● **About this task**
Select from the data all lines with the word "sync".

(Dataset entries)
Start of Block

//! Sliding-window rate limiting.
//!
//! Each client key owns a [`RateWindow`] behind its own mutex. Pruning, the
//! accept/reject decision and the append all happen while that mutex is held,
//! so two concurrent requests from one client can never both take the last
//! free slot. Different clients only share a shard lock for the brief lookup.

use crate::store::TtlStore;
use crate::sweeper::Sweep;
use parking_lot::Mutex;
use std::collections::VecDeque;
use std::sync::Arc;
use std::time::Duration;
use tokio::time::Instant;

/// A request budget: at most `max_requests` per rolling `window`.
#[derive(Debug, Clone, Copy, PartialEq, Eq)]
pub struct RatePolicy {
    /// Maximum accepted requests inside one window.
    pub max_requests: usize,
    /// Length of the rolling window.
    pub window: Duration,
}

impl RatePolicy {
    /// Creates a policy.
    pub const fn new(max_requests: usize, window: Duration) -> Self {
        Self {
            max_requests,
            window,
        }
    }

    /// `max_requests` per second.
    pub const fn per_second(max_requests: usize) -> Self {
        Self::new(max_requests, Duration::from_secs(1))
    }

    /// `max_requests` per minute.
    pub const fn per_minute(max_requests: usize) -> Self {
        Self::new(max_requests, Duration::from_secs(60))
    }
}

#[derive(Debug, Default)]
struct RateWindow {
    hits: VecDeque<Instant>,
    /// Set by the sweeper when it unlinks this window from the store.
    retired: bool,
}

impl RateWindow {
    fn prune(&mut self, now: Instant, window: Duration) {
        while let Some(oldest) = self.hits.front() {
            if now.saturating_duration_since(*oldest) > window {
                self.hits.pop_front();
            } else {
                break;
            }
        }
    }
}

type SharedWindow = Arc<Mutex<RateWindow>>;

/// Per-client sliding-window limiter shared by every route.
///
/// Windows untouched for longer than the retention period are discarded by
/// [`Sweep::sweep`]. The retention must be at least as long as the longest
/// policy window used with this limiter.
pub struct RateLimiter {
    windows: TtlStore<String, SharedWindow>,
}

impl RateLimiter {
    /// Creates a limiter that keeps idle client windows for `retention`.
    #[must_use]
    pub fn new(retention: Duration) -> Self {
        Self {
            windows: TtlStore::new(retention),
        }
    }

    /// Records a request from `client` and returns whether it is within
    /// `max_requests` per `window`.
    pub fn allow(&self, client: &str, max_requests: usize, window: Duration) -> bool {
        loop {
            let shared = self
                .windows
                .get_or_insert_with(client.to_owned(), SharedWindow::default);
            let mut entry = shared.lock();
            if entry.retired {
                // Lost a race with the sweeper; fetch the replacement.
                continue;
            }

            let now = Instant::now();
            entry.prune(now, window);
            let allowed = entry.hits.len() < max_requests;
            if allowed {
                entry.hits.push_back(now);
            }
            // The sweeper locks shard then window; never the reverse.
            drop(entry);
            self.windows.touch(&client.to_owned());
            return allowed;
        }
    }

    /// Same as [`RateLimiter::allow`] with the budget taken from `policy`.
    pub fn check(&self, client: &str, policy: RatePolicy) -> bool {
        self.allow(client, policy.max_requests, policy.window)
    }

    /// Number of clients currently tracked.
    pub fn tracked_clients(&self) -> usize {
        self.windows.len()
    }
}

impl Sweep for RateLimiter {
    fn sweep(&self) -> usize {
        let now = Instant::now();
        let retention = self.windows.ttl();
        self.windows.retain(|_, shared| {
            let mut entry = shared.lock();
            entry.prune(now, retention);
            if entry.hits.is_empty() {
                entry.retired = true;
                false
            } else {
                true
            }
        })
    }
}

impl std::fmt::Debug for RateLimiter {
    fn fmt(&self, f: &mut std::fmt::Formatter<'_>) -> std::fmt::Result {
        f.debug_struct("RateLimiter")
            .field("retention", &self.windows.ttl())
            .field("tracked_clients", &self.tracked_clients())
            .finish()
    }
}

End of Block
Start of Block

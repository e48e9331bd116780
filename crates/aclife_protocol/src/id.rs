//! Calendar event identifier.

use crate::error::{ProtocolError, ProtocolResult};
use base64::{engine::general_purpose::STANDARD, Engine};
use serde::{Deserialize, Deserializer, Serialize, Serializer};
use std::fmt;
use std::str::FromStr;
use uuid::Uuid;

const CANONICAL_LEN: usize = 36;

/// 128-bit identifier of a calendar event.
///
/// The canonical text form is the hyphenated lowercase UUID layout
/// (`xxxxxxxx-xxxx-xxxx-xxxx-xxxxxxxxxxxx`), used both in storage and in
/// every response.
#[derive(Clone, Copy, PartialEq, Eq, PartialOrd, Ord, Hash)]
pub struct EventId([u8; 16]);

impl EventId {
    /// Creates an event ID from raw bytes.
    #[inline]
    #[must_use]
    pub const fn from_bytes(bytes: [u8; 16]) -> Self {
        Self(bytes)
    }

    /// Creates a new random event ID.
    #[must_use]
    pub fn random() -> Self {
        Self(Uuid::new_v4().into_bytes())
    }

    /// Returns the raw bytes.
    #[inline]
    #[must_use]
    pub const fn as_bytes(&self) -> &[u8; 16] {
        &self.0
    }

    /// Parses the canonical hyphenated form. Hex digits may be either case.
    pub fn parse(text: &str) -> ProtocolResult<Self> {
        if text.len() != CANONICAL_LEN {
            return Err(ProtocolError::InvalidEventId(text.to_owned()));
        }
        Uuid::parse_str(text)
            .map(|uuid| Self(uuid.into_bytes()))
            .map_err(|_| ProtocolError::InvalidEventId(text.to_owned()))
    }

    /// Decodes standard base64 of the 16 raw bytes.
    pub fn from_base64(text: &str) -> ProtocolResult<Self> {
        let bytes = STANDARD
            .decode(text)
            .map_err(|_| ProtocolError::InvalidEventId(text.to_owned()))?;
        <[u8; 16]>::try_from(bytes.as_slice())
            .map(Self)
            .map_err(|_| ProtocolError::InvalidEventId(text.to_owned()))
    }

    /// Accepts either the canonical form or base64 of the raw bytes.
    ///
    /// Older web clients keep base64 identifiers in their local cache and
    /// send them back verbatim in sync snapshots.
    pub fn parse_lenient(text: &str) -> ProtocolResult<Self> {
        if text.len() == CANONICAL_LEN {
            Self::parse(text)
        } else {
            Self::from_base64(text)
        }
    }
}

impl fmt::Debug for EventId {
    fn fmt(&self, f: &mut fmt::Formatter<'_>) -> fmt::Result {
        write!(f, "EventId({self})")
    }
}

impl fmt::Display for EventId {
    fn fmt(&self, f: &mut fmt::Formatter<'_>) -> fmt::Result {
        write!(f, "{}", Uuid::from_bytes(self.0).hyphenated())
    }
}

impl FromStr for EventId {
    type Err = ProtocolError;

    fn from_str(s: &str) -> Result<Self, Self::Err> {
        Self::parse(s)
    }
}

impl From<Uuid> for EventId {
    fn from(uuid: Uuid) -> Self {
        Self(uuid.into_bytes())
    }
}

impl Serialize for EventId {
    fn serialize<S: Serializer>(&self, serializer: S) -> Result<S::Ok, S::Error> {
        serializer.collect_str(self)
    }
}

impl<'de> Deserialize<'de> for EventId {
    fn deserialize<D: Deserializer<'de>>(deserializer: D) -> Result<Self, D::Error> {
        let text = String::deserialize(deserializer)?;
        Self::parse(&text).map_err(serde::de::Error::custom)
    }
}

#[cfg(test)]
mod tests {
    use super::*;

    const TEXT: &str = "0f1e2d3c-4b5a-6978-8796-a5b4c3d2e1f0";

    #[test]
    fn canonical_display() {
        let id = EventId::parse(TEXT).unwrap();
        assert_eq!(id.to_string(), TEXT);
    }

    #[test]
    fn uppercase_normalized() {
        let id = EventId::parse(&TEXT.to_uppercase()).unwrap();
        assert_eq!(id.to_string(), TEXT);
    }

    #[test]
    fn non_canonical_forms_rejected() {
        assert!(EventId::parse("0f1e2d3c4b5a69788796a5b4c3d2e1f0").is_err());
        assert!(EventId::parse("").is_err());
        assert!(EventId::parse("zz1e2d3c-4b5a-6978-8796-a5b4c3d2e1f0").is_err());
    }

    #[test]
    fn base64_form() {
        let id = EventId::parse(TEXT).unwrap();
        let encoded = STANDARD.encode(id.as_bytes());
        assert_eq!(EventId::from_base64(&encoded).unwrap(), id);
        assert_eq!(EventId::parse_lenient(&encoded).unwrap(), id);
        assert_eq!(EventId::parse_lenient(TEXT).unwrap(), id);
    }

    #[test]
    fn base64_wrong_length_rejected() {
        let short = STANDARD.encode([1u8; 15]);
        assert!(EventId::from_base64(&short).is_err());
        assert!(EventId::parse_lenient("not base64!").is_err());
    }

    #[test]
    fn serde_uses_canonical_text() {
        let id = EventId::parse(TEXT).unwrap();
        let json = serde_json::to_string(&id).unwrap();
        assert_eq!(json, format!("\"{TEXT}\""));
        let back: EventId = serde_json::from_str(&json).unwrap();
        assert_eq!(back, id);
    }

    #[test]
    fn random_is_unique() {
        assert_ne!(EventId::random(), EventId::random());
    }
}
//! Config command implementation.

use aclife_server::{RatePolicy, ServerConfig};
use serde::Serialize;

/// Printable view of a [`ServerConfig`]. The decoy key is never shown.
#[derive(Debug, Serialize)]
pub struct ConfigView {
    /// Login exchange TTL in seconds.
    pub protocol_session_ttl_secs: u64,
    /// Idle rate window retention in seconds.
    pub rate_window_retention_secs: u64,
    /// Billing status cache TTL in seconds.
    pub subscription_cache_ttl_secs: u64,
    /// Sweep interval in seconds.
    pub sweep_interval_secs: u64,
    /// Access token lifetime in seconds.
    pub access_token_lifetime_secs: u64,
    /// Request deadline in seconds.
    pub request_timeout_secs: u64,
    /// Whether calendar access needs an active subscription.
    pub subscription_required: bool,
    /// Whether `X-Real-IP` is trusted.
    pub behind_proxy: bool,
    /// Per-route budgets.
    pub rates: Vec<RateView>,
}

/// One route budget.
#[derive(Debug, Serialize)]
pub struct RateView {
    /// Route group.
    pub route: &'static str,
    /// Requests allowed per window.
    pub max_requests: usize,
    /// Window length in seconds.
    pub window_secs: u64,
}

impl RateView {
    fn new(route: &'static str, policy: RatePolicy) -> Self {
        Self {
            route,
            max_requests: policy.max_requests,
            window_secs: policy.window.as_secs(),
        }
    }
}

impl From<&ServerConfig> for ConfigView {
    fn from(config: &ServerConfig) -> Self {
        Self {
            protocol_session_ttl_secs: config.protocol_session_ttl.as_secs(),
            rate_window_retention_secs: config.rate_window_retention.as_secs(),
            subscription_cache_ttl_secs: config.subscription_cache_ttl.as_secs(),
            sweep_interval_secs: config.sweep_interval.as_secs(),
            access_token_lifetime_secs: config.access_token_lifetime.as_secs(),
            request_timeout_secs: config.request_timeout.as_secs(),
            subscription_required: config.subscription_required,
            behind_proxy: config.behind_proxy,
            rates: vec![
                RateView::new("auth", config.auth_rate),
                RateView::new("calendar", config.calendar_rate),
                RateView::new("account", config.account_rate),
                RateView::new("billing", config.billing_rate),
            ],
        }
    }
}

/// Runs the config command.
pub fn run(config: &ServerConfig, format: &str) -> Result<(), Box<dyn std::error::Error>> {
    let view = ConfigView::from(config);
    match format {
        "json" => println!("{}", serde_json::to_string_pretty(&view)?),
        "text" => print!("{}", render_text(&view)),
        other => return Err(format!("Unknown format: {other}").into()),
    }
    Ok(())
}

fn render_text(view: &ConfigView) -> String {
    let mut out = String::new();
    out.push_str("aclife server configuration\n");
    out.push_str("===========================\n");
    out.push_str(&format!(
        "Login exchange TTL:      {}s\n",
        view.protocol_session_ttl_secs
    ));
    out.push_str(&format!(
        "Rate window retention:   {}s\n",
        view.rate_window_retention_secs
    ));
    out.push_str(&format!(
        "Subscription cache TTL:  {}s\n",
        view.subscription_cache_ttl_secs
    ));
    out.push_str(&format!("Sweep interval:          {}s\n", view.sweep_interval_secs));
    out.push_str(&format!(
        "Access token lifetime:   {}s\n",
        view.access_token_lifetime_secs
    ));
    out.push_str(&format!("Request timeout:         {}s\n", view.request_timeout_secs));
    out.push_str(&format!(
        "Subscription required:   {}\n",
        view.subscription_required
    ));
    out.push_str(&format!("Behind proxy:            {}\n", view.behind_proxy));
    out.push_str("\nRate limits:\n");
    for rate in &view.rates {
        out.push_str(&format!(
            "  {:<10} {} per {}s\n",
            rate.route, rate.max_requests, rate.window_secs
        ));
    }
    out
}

End of Block
Start of Block

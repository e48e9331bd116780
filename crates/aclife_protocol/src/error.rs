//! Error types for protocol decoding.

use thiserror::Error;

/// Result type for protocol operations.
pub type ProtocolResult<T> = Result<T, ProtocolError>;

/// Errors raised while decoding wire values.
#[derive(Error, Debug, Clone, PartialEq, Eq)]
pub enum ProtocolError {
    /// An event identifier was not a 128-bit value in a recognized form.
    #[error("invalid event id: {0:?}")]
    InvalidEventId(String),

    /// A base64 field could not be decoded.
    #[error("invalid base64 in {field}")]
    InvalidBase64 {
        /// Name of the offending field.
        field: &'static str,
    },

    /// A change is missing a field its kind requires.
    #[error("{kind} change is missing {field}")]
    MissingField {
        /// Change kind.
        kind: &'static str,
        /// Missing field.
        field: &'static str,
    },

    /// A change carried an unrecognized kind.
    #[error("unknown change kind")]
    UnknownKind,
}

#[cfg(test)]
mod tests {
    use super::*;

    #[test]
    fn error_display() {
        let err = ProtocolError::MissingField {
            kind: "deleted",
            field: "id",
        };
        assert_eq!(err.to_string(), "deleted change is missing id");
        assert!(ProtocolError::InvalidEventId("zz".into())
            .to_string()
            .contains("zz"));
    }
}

End of Block

● **Your solution**
use std::sync::Arc;
    /// send them back verbatim in sync snapshots.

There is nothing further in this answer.